Prise en charge précoce et déficience intellectuelle
Aujourd'hui, deux grands facteurs de pronostic sont identifiés dont la prise en charge précoce. Depuis 2012, il est possible de déceler les trajectoires atypiques dès 12 mois ce qui permet de mettre en place des soins en attendant la confirmation du diagnostic à partir de 24 mois. Le second critère est le niveau intellectuel: les enfants autistes sans déficience évoluent bien sur le plan de l'intégration sociale. En cas de déficience intellectuelle sévère, les possibilités de progrès semblent limitées.
Inclusion scolaire
Les recommandations thérapeutiques insistent sur l'importance de l'inclusion pour permettre le développement des habiletés sociales. De ce point de vue, il existe une disparité entre les handicaps. Les élèves avec un TSA sont par exemple plus nombreux, parmi les enfants handicapés, à avoir une scolarisation à temps partiel seulement. A 12 ans, 82% d'entre eux ont déjà redoublé, contre 77% pour les autres handicaps. Une hypothèse explicative porte sur le fait qu'il existe une grande rigidité dans la forme scolaire française qui fait de la posture d'élève, calme et discipliné un préalable à tout apprentissage. Plus les enfants présentent des troubles du comportement externalisés, plus ils sont orientés vers l'enseignement spécialisé. Ce phénomène est renforcé par le sentiment d'inefficacité éprouvé par les enseignants dans la mesure où ce handicap impacte les fondements même de leur métier qui nécessite d'entrer en contact avec les élèves et d'interagir avec eux. Par ailleurs, les écoles ne sont souvent pas des environnement adaptés à ces enfants (niveau élevé de stimulations sensorielles, omniprésence des interactions sociales...). Cela ne doit cependant pas amener à abandonner l'idéal inclusif car l'impact de la scolarisation en milieu ordinaire est avéré. Une dynamique de changement est amorcée avec la concertation Ensemble pour l'école inclusive et les projets de création d'Unités d'Enseignement en Maternelle autisme, plate-forme médicoéducative implantée au cœur de l'école, ainsi que le déploiement des PIAL.
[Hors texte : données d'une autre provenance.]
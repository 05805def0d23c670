//! Result validation: untyped model JSON in, strictly-typed tables out.
//!
//! The validator is total: any JSON value produces a complete result, with
//! every nutrient and allergen present. Anything it had to invent is listed
//! in [`NormalizedExtraction::defaulted_fields`] instead of failing the
//! request. Running it on its own serialised output changes nothing.
//!
//! Rules, in order:
//! 1. nutrient entries are looked up through the alias table and their
//!    amounts normalised (`6,9 g` → `6.9`, `n/a` → null, negatives → `0`)
//! 2. energy at or below zero is dropped
//! 3. a missing unit is inferred from a unit suffix on the amount
//! 4. allergen values of any shape coerce to strict booleans
//! 5. sodium is derived from salt (`× 0.4`, in grams) when not stated

use crate::output::{AllergenFlags, NutrientValue, NutritionTable, RawExtraction};
use crate::schema::{
    entry_amount, entry_unit, find_container, fold_key, nutrient_entry, AllergenKey, NutrientKey,
    ALLERGEN_CONTAINERS, NUTRITION_CONTAINERS, SALT_ALIASES,
};
use once_cell::sync::Lazy;
use regex::Regex;
use serde_json::{Map, Value};
use tracing::debug;

/// Sodium is 40 % of salt by mass.
pub const SODIUM_PER_SALT: f64 = 0.4;

static RE_NUMBER: Lazy<Regex> = Lazy::new(|| Regex::new(r"-?(?:\d+(?:\.\d+)?|\.\d+)").unwrap());
static RE_DECIMAL_COMMA: Lazy<Regex> = Lazy::new(|| Regex::new(r"(\d+),(\d+)").unwrap());
static RE_UNIT_SUFFIX: Lazy<Regex> =
    Lazy::new(|| Regex::new(r"(?i)\d\s*(kj|kcal|mg|µg|mcg|g)\b").unwrap());
static RE_SALT_IN_TEXT: Lazy<Regex> = Lazy::new(|| {
    Regex::new(r"(?i)\b(?:salt|só|salz|sel)\b\s*[:=]?\s*(\d+(?:[.,]\d+)?)(?:\s*(mg|µg|mcg|g)\b)?").unwrap()
});

/// Amount strings that mean "not stated".
const NO_DATA_EXACT: &[&str] = &["-", "–", "—", "na", "n/a", "n.a.", "null", "none", "nincs", "x"];
const NO_DATA_PHRASES: &[&str] = &["nincs adat", "not available", "keine angabe", "non disponible"];

/// Strings that coerce to `true` for an allergen flag, compared after [`fold_key`].
const TRUTHY: &[&str] = &[
    "true", "yes", "y", "igen", "ja", "oui", "1", "x", "contains", "tartalmaz", "enthalt", "contient",
];


/// Typed output of [`ResultValidator::validate_and_normalize`].
#[derive(Debug, Clone, PartialEq, Eq, Default)]
pub struct NormalizedExtraction {
    pub nutrition: NutritionTable,
    pub allergens: AllergenFlags,
    /// Dotted paths (`nutrition.fat`, `allergens.milk`) that were missing or malformed.
    pub defaulted_fields: Vec<String>,
}

impl NormalizedExtraction {
    /// Same shape the model is asked to produce.
    pub fn to_value(&self) -> Value {
        serde_json::json!({
            "nutrition": self.nutrition,
            "allergens": self.allergens,
        })
    }
}

#[derive(Debug, Clone, Copy, Default)]
pub struct ResultValidator;

impl ResultValidator {
    pub fn new() -> Self {
        Self
    }

    pub fn validate(&self, raw: &RawExtraction) -> NormalizedExtraction {
        self.validate_and_normalize(&raw.to_value())
    }

    /// Total over any JSON value; non-objects are treated as empty.
    pub fn validate_and_normalize(&self, raw: &Value) -> NormalizedExtraction {
        let empty = Map::new();
        let root = raw.as_object().unwrap_or(&empty);
        let mut defaulted = Vec::new();

        let nutrition_src = find_container(root, NUTRITION_CONTAINERS).and_then(Value::as_object);
        let mut nutrition = NutritionTable::default();
        for key in NutrientKey::ALL {
            let entry = nutrition_src.and_then(|n| nutrient_entry(n, key));
            let (value, was_defaulted) = normalize_nutrient(key, entry);
            if was_defaulted {
                defaulted.push(format!("nutrition.{}", key.as_str()));
            }
            nutrition.set(key, value);
        }

        if nutrition.get(NutrientKey::Sodium).is_empty() {
            if let Some(salt) = find_salt(raw) {
                let sodium = format_decimal(salt * SODIUM_PER_SALT);
                debug!(salt, sodium = %sodium, "Derived sodium from salt");
                nutrition.set(NutrientKey::Sodium, NutrientValue::new(sodium, "g"));
                defaulted.retain(|f| f != "nutrition.sodium");
            }
        }

        let allergen_src = find_container(root, ALLERGEN_CONTAINERS);
        let allergens = normalize_allergens(allergen_src, &mut defaulted);

        NormalizedExtraction {
            nutrition,
            allergens,
            defaulted_fields: defaulted,
        }
    }
}

/// Returns the normalised value and whether it had to be defaulted.
fn normalize_nutrient(key: NutrientKey, entry: Option<&Value>) -> (NutrientValue, bool) {
    let Some(entry) = entry else {
        return (NutrientValue::default(), true);
    };

    let raw_amount = entry_amount(entry);
    let mut amount = raw_amount.as_deref().and_then(normalize_amount);
    let mut malformed = raw_amount.is_some() && amount.is_none();

    if key == NutrientKey::Energy {
        if let Some(a) = &amount {
            if a.parse::<f64>().map_or(true, |v| v <= 0.0) {
                amount = None;
                malformed = true;
            }
        }
    }

    let unit = match amount {
        Some(_) => entry_unit(entry).or_else(|| raw_amount.as_deref().and_then(infer_unit)),
        None => None,
    };

    (
        NutrientValue {
            amount_per_100g: amount,
            unit,
        },
        malformed,
    )
}

/// Normalise a free-form amount to a `.`-decimal number string.
///
/// The first numeric token is kept as written (`"< 0,5 g"` → `"0.5"`), with
/// a leading zero added to bare fractions (`".5"` → `"0.5"`).
/// Negative values clamp to `"0"`; "not stated" markers and strings without
/// digits become `None`.
pub fn normalize_amount(raw: &str) -> Option<String> {
    let lower = raw.trim().to_lowercase();
    if lower.is_empty()
        || NO_DATA_EXACT.contains(&lower.as_str())
        || NO_DATA_PHRASES.iter().any(|p| lower.contains(p))
    {
        return None;
    }

    let dotted = RE_DECIMAL_COMMA.replace_all(&lower, "$1.$2");
    let token = RE_NUMBER.find(&dotted)?.as_str();
    if token.starts_with('-') {
        return Some("0".to_string());
    }
    match token.strip_prefix('.') {
        Some(frac) => Some(format!("0.{frac}")),
        None => Some(token.to_string()),
    }
}

fn infer_unit(raw: &str) -> Option<String> {
    let caps = RE_UNIT_SUFFIX.captures(raw)?;
    let unit = match caps[1].to_lowercase().as_str() {
        "kj" => "kJ",
        "kcal" => "kcal",
        "mg" => "mg",
        "µg" | "mcg" => "µg",
        _ => "g",
    };
    Some(unit.to_string())
}

/// Shortest decimal with at least one fractional digit, three at most.
///
/// `1.0000000000000002` → `"1.0"`, `0.48` → `"0.48"`.
pub fn format_decimal(v: f64) -> String {
    let mut s = format!("{:.3}", v.max(0.0));
    while s.ends_with('0') {
        s.pop();
    }
    if s.ends_with('.') {
        s.push('0');
    }
    s
}

/// Salt amount anywhere in the response, in grams.
///
/// Looks at object keys named salt (any language) first, then at free text
/// such as `"salt: 2,5 g"`. Amounts stated in mg or µg are converted; a
/// missing unit means grams.
fn find_salt(raw: &Value) -> Option<f64> {
    salt_from_keys(raw).or_else(|| salt_from_text(raw))
}

fn salt_from_keys(v: &Value) -> Option<f64> {
    match v {
        Value::Object(map) => map
            .iter()
            .find_map(|(k, entry)| {
                if !SALT_ALIASES.contains(&fold_key(k).as_str()) {
                    return None;
                }
                let raw_amount = entry_amount(entry)?;
                let amount = normalize_amount(&raw_amount)?.parse::<f64>().ok()?;
                let unit = entry_unit(entry).or_else(|| infer_unit(&raw_amount));
                Some(to_grams(amount, unit.as_deref()))
            })
            .or_else(|| map.values().find_map(salt_from_keys)),
        Value::Array(items) => items.iter().find_map(salt_from_keys),
        _ => None,
    }
}

fn salt_from_text(v: &Value) -> Option<f64> {
    match v {
        Value::String(s) => RE_SALT_IN_TEXT
            .captures(s)
            .and_then(|c| {
                let amount = c[1].replace(',', ".").parse::<f64>().ok()?;
                Some(to_grams(amount, c.get(2).map(|m| m.as_str())))
            }),
        Value::Object(map) => map.values().find_map(salt_from_text),
        Value::Array(items) => items.iter().find_map(salt_from_text),
        _ => None,
    }
}

fn to_grams(amount: f64, unit: Option<&str>) -> f64 {
    match unit.map(|u| u.trim().to_lowercase()).as_deref() {
        Some("mg") => amount / 1_000.0,
        Some("µg") | Some("μg") | Some("mcg") | Some("ug") => amount / 1_000_000.0,
        _ => amount,
    }
}

fn normalize_allergens(src: Option<&Value>, defaulted: &mut Vec<String>) -> AllergenFlags {
    let mut flags = AllergenFlags::default();

    match src {
        Some(Value::Object(map)) => {
            for key in AllergenKey::ALL {
                let entry = map
                    .iter()
                    .find(|(k, _)| key.aliases().contains(&fold_key(k).as_str()))
                    .map(|(_, v)| v);
                match entry.and_then(coerce_bool) {
                    Some(present) => flags.set(key, present),
                    None => defaulted.push(format!("allergens.{}", key.as_str())),
                }
            }
        }
        Some(Value::Array(names)) => {
            for name in names.iter().filter_map(Value::as_str) {
                if let Some(key) = AllergenKey::from_name(name) {
                    flags.set(key, true);
                }
            }
        }
        _ => defaulted.extend(AllergenKey::ALL.iter().map(|k| format!("allergens.{}", k.as_str()))),
    }

    flags
}

/// `None` when the value has no boolean reading (null, arrays, objects).
fn coerce_bool(v: &Value) -> Option<bool> {
    match v {
        Value::Bool(b) => Some(*b),
        Value::Number(n) => Some(n.as_f64().is_some_and(|f| f != 0.0)),
        Value::String(s) => Some(TRUTHY.contains(&fold_key(s).as_str())),
        _ => None,
    }
}

#[cfg(test)]
mod tests {
    use super::*;
    use serde_json::json;

    fn validate(v: Value) -> NormalizedExtraction {
        ResultValidator::new().validate_and_normalize(&v)
    }

    #[test]
    fn amount_normalisation() {
        assert_eq!(normalize_amount("18,9"), Some("18.9".into()));
        assert_eq!(normalize_amount("6.9 g"), Some("6.9".into()));
        assert_eq!(normalize_amount("< 0,5 g"), Some("0.5".into()));
        assert_eq!(normalize_amount("-5"), Some("0".into()));
        assert_eq!(normalize_amount(".5 g"), Some("0.5".into()));
        assert_eq!(normalize_amount("-.5"), Some("0".into()));
        assert_eq!(normalize_amount("nincs adat"), None);
        assert_eq!(normalize_amount("Keine Angabe"), None);
        assert_eq!(normalize_amount("—"), None);
        assert_eq!(normalize_amount("n/a"), None);
        assert_eq!(normalize_amount("trace"), None);
    }

    #[test]
    fn decimal_comma_in_entry() {
        let r = validate(json!({"nutrition": {"fat": {"per_100g": "18,9", "unit": "g"}}}));
        assert_eq!(r.nutrition.get(NutrientKey::Fat), &NutrientValue::new("18.9", "g"));
    }

    #[test]
    fn salt_derives_sodium() {
        let r = validate(json!({"nutrition": {"salt": {"per_100g": "2.5", "unit": "g"}}}));
        assert_eq!(r.nutrition.get(NutrientKey::Sodium), &NutrientValue::new("1.0", "g"));
        assert!(!r.defaulted_fields.contains(&"nutrition.sodium".to_string()));
    }

    #[test]
    fn salt_in_milligrams_converted_before_deriving_sodium() {
        let r = validate(json!({"nutrition": {
            "fat": {"per_100g": "3", "unit": "g"},
            "salt": {"per_100g": "250", "unit": "mg"}
        }}));
        assert_eq!(r.nutrition.get(NutrientKey::Sodium), &NutrientValue::new("0.1", "g"));

        let r = validate(json!({"nutrition": {"salt": "750 mg"}}));
        assert_eq!(r.nutrition.get(NutrientKey::Sodium), &NutrientValue::new("0.3", "g"));

        let r = validate(json!({"nutrition": {"fat": "3"}, "notes": "Salz: 500 mg"}));
        assert_eq!(r.nutrition.get(NutrientKey::Sodium), &NutrientValue::new("0.2", "g"));
    }

    #[test]
    fn salt_found_in_free_text() {
        let r = validate(json!({"nutrition": {"fat": "3"}, "notes": "Só: 1,2 g"}));
        assert_eq!(r.nutrition.get(NutrientKey::Sodium).amount_per_100g.as_deref(), Some("0.48"));
    }

    #[test]
    fn explicit_sodium_wins_over_salt() {
        let r = validate(json!({"nutrition": {"sodium": "0.3 g", "salt": "2.5"}}));
        assert_eq!(r.nutrition.get(NutrientKey::Sodium), &NutrientValue::new("0.3", "g"));
    }

    #[test]
    fn energy_non_positive_is_null() {
        let r = validate(json!({"nutrition": {"energy": {"per_100g": "0", "unit": "kJ"}}}));
        assert!(r.nutrition.get(NutrientKey::Energy).is_empty());
        assert!(r.defaulted_fields.contains(&"nutrition.energy".to_string()));
    }

    #[test]
    fn unit_inferred_from_amount() {
        let r = validate(json!({"nutrition": {"energia": "1520 kJ", "cukor": "22g"}}));
        assert_eq!(r.nutrition.get(NutrientKey::Energy), &NutrientValue::new("1520", "kJ"));
        assert_eq!(r.nutrition.get(NutrientKey::Sugar), &NutrientValue::new("22", "g"));
    }

    #[test]
    fn allergen_coercion() {
        let r = validate(json!({"allergens": {
            "milk": "true", "egg": "Yes", "gluten": true, "soy": 1,
            "nuts": "no", "fish": 0
        }}));
        assert!(r.allergens.get(AllergenKey::Milk));
        assert!(r.allergens.get(AllergenKey::Egg));
        assert!(r.allergens.get(AllergenKey::Gluten));
        assert!(r.allergens.get(AllergenKey::Soy));
        assert!(!r.allergens.get(AllergenKey::Nuts));
        assert!(!r.allergens.get(AllergenKey::Fish));
        assert!(!r.allergens.get(AllergenKey::Celery));
        assert!(r.defaulted_fields.contains(&"allergens.celery".to_string()));
    }

    #[test]
    fn allergen_name_list() {
        let r = validate(json!({"allergens": ["Tojás", "tej", "lupin"]}));
        assert_eq!(r.allergens.present(), vec![AllergenKey::Egg, AllergenKey::Milk]);
    }

    #[test]
    fn total_over_garbage() {
        for v in [json!(null), json!(42), json!("text"), json!([1, 2]), json!({})] {
            let r = validate(v);
            assert_eq!(r.nutrition.iter().count(), 6);
            assert_eq!(r.allergens.iter().count(), 10);
            assert_eq!(r.defaulted_fields.len(), 16);
        }
    }

    #[test]
    fn idempotent_on_own_output() {
        let first = validate(json!({
            "nutrition": {
                "energia": {"per_100g": "1520 kJ"},
                "zsír": {"per_100g": "18,9", "unit": "g"},
                "só": {"per_100g": "2,5", "unit": "g"},
                "fehérje": "-1"
            },
            "allergens": {"tej": "igen", "gluten": 1}
        }));
        let second = validate(first.to_value());
        assert_eq!(first.nutrition, second.nutrition);
        assert_eq!(first.allergens, second.allergens);
        assert_eq!(validate(second.to_value()), second);
    }

    #[test]
    fn format_decimal_keeps_one_fraction_digit() {
        assert_eq!(format_decimal(2.5 * 0.4), "1.0");
        assert_eq!(format_decimal(0.48), "0.48");
        assert_eq!(format_decimal(0.1234), "0.123");
        assert_eq!(format_decimal(-1.0), "0.0");
    }
}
*L'ADOS2 permet d’évaluer les comportements de communication et d’interaction sociale, et ainsi de poser un diagnostic de TSA chez l’enfant dès 12 mois, l’adolescent et l’adulte, à travers des ateliers et des entretiens adaptés à tous les âges de la vie et à tout niveau de développement et de langage. La personne à évaluer est placée dans une situation sociale où elle devra interagir. Les activités permettent d’évaluer la communication, l’interaction sociale réciproque, le jeu et/ou l’utilisation créative d’un matériel, le comportement stéréotypé, les intérêts restreints et d’autres comportements atypiques. L’échelle d’observation est composée de cinq modules. Chaque module possède son propre protocole avec des activités pour des enfants, pour des adolescents ou pour des adultes. Un seul module est administré à une période donnée et le choix se fait en fonction de l’âge chronologique et du niveau d’expression verbale.